Sadly there are people who will do anything for attention, among these is faking a mental illness. Stigmatization has become such a problem that even the people who are truly sick begin to believe they are faking. They believe they aren't "sick enough" to be taken seriously or be treated so they might fake a couple symptoms in addition to their original ones. On the other hand, there's people who seemingly don't have anything wrong with them psychologically and yet they feel the need to fake an illness. People who do this have a plethora of reasons to fake. They might see it as a trend or something they have to follow in order to fit in somewhere. The reason I say "seemingly wrong" is because going so far as to fake a mental illness, is an illness in itself. These kinds of people tend to tell anyone that'll listen about their supposed illness any chance they get. This broadens the stigma causing people to end up thinking that anyone who claims to have a mental illness is faking for attention. I knew a girl once who was the epitome of what I just described. I had only known her for two weeks when she told me she was bipolar and self-harmed, even went to far as to show me her wounds. I was shocked because anyone I knew, including myself, were very careful about hiding cuts and/or burn marks. I didn't say anything to her just because I assumed she just felt really comfortable with me and I didn't want to turn her away if she had serious issues. As time went on it became clearer to me and everyone she had befriended her that she was faking her claim of bipolarity. No one ever saw this girl have a bad day or be triggered by something and have a mood swing. Some were skeptical still that she was faking but it soon became painfully obvious and kind of scary. She began trying to get closer to me, acting, walking, talking, dressing like me. She may not have been bipolar, but she did have some sort of deep rooted mental problem going on that she should've sought help for instead of masquerading behind a fake bipolar diagnosis to fit in with me and my group of friends. Everyone called her out when they realized what was happening and she played victim. It's people like her who make things harder on the rest of us who really do need help. Mental illnesses aren't fun, having one isn't cool and having one shouldn't be seen as a trend.

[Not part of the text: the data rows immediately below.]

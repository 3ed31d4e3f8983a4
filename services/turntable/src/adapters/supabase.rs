//! services/turntable/src/adapters/supabase.rs
//!
//! This module contains the hosted-backend adapter, the concrete implementation
//! of the `CategoryRepository` port from the core crate. It speaks the PostgREST
//! dialect exposed by Supabase over plain HTTP using `reqwest`.

use async_trait::async_trait;
use reqwest::{header::HeaderValue, Client, Method, RequestBuilder, Response, StatusCode};
use serde::{Deserialize, Serialize};
use serde_json::{json, Value};
use tracing::{debug, warn};
use turntable_core::domain::{
    id_from_value, is_truthy, Category, CategoryDraft, CategoryId, CategoryType, Resource,
};
use turntable_core::ports::{CategoryRepository, PortError, PortResult};

use crate::config::BackendConfig;

const CATEGORIES: &str = "categories";
const RESOURCES: &str = "resources";

/// PostgREST's error code for "the requested row does not exist".
const NO_ROWS_CODE: &str = "PGRST116";

//=========================================================================================
// The Main Adapter Struct
//=========================================================================================

/// A backend adapter that implements the `CategoryRepository` port.
#[derive(Clone)]
pub struct SupabaseAdapter {
    client: Client,
    connection: Option<BackendConfig>,
}

impl SupabaseAdapter {
    /// Creates a new `SupabaseAdapter`. Without a connection every call fails
    /// with `PortError::NotConfigured` before touching the network.
    pub fn new(connection: Option<BackendConfig>) -> Self {
        Self {
            client: Client::new(),
            connection,
        }
    }

    pub fn is_configured(&self) -> bool {
        self.connection.is_some()
    }

    fn connection(&self) -> PortResult<&BackendConfig> {
        self.connection.as_ref().ok_or(PortError::NotConfigured)
    }

    /// Starts an authenticated request against `/rest/v1/{table}`.
    fn request(&self, method: Method, table: &str) -> PortResult<RequestBuilder> {
        let connection = self.connection()?;
        let url = format!("{}/rest/v1/{}", connection.url, table);
        Ok(self
            .client
            .request(method, url)
            .header("apikey", &connection.anon_key)
            .bearer_auth(&connection.anon_key))
    }

    async fn send(&self, request: RequestBuilder) -> PortResult<Response> {
        let response = request
            .send()
            .await
            .map_err(|e| PortError::Remote(e.to_string()))?;

        if response.status().is_success() {
            Ok(response)
        } else {
            Err(error_from_response(response).await)
        }
    }
}

//=========================================================================================
// Wire Records
//=========================================================================================

/// The error body PostgREST returns alongside non-2xx statuses.
#[derive(Deserialize)]
struct PostgrestError {
    code: Option<String>,
    message: Option<String>,
}

async fn error_from_response(response: Response) -> PortError {
    let status = response.status();
    let body = response.text().await.unwrap_or_default();
    let detail = serde_json::from_str::<PostgrestError>(&body).ok();

    let code = detail.as_ref().and_then(|d| d.code.clone());
    let message = detail
        .and_then(|d| d.message)
        .unwrap_or_else(|| match body.trim() {
            "" => status.to_string(),
            text => text.to_string(),
        });

    if status == StatusCode::NOT_FOUND
        || code.as_deref() == Some(NO_ROWS_CODE)
        || message.contains("not found")
    {
        PortError::NotFound(message)
    } else {
        PortError::Remote(format!("{}: {}", status, message))
    }
}

/// A `categories` row, possibly with its joined `resources`.
///
/// The join comes back as `null`, an empty array or an array depending on the
/// query and the data, so it stays a raw `Value` until normalization.
#[derive(Deserialize)]
struct CategoryRecord {
    #[serde(default)]
    id: Option<String>,
    #[serde(default)]
    label: Option<String>,
    #[serde(default)]
    description: Option<String>,
    #[serde(rename = "type", default)]
    kind: CategoryType,
    #[serde(default)]
    selected: Value,
    #[serde(default)]
    resources: Value,
}

impl CategoryRecord {
    fn to_domain(self) -> Category {
        let resources = match self.resources {
            Value::Array(items) => items.into_iter().filter_map(resource_from_value).collect(),
            _ => Vec::new(),
        };

        Category {
            id: CategoryId::new(self.id.unwrap_or_default()),
            label: self.label.unwrap_or_default(),
            description: self.description.unwrap_or_default(),
            kind: self.kind,
            selected: is_truthy(&self.selected),
            resources,
        }
    }
}

#[derive(Deserialize)]
struct ResourceRecord {
    #[serde(default)]
    id: Value,
    #[serde(default)]
    title: Option<String>,
    #[serde(default)]
    link: Option<String>,
    #[serde(default)]
    completed: Value,
}

/// Keeps a joined resource only if it has an id, a title and a link.
fn resource_from_value(value: Value) -> Option<Resource> {
    let record: ResourceRecord = serde_json::from_value(value).ok()?;
    let id = id_from_value(&record.id)?;

    let resource = Resource {
        id: Some(id),
        title: record.title.unwrap_or_default(),
        link: record.link.unwrap_or_default(),
        completed: is_truthy(&record.completed),
    };
    resource.is_valid().then_some(resource)
}

/// A `resources` row as inserted.
#[derive(Serialize)]
struct NewResourceRow<'a> {
    category_id: &'a str,
    title: &'a str,
    link: &'a str,
    completed: bool,
}

async fn decode_rows<T: for<'de> Deserialize<'de>>(response: Response) -> PortResult<Vec<T>> {
    response
        .json::<Option<Vec<T>>>()
        .await
        .map(Option::unwrap_or_default)
        .map_err(|e| PortError::Remote(format!("Failed to decode response: {}", e)))
}

fn eq(value: impl std::fmt::Display) -> String {
    format!("eq.{}", value)
}

//=========================================================================================
// `CategoryRepository` Trait Implementation
//=========================================================================================

#[async_trait]
impl CategoryRepository for SupabaseAdapter {
    async fn fetch_categories(&self) -> PortResult<Vec<Category>> {
        let request = self
            .request(Method::GET, CATEGORIES)?
            .query(&[("select", "*,resources(*)"), ("order", "created_at.asc")]);
        let response = self.send(request).await?;

        let records: Vec<CategoryRecord> = decode_rows(response).await?;
        debug!(rows = records.len(), "Fetched categories");
        Ok(records.into_iter().map(CategoryRecord::to_domain).collect())
    }

    async fn create_category(&self, draft: &CategoryDraft) -> PortResult<Category> {
        let request = self
            .request(Method::POST, CATEGORIES)?
            .header("Prefer", HeaderValue::from_static("return=representation"))
            .json(&[draft]);
        let response = self.send(request).await?;

        let records: Vec<CategoryRecord> = decode_rows(response).await?;
        records
            .into_iter()
            .next()
            .map(CategoryRecord::to_domain)
            .ok_or_else(|| PortError::Unexpected("Insert returned no category".to_string()))
    }

    async fn update_category(&self, id: &CategoryId, draft: &CategoryDraft) -> PortResult<()> {
        let request = self
            .request(Method::PATCH, CATEGORIES)?
            .query(&[("id", eq(id))])
            .json(draft);
        self.send(request).await?;
        Ok(())
    }

    async fn delete_category(&self, id: &CategoryId) -> PortResult<()> {
        let request = self
            .request(Method::DELETE, CATEGORIES)?
            .query(&[("id", eq(id))]);

        match self.send(request).await {
            Ok(_) => Ok(()),
            Err(PortError::NotFound(message)) => {
                debug!(%id, "Category already gone: {}", message);
                Ok(())
            }
            Err(e) => Err(e),
        }
    }

    async fn delete_category_resources(&self, category_id: &CategoryId) -> PortResult<()> {
        let request = self
            .request(Method::DELETE, RESOURCES)?
            .query(&[("category_id", eq(category_id))]);

        if let Err(e) = self.send(request).await {
            warn!(%category_id, "Failed to delete category resources: {}", e);
        }
        Ok(())
    }

    async fn create_resources(
        &self,
        category_id: &CategoryId,
        resources: &[Resource],
    ) -> PortResult<()> {
        self.connection()?;

        let rows: Vec<NewResourceRow<'_>> = resources
            .iter()
            .filter(|r| r.is_valid())
            .map(|r| NewResourceRow {
                category_id: category_id.as_str(),
                title: &r.title,
                link: &r.link,
                completed: r.completed,
            })
            .collect();
        if rows.is_empty() {
            return Ok(());
        }

        let request = self.request(Method::POST, RESOURCES)?.json(&rows);
        self.send(request).await?;
        Ok(())
    }

    async fn update_selection(
        &self,
        kind: CategoryType,
        id: Option<&CategoryId>,
    ) -> PortResult<()> {
        let clear = self
            .request(Method::PATCH, CATEGORIES)?
            .query(&[("type", eq(kind))])
            .json(&json!({ "selected": false }));
        self.send(clear).await?;

        if let Some(id) = id {
            let select = self
                .request(Method::PATCH, CATEGORIES)?
                .query(&[("id", eq(id))])
                .json(&json!({ "selected": true }));
            self.send(select).await?;
        }
        Ok(())
    }

    async fn has_categories(&self) -> PortResult<bool> {
        let request = self
            .request(Method::GET, CATEGORIES)?
            .query(&[("select", "id"), ("limit", "1")]);
        let response = self.send(request).await?;

        let rows: Vec<Value> = decode_rows(response).await?;
        Ok(!rows.is_empty())
    }
}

Mental illnesses aren't all they're cracked up to be, they're not trendy, or cool, they're definitely not contagious. They shouldn't be such a hush-hush subject because many people need help as this is a growing problem. Too many who need help keep it all bottled up because they don't want to be ostracized and it just shouldn't be that way. Society makes it to where people are ashamed and scared to speak up about what they're feeling and the struggle they face every day. Faking a mental illness isn't something that should be taken lightly, it just makes things worse and harder for people to seek help. Stigma is a difficult thing to look past when dealing with someone with a mental illness, but slowly, we as a nation can work to teach those who don't know and erase the ever so damaging stigma that surrounds mental illness.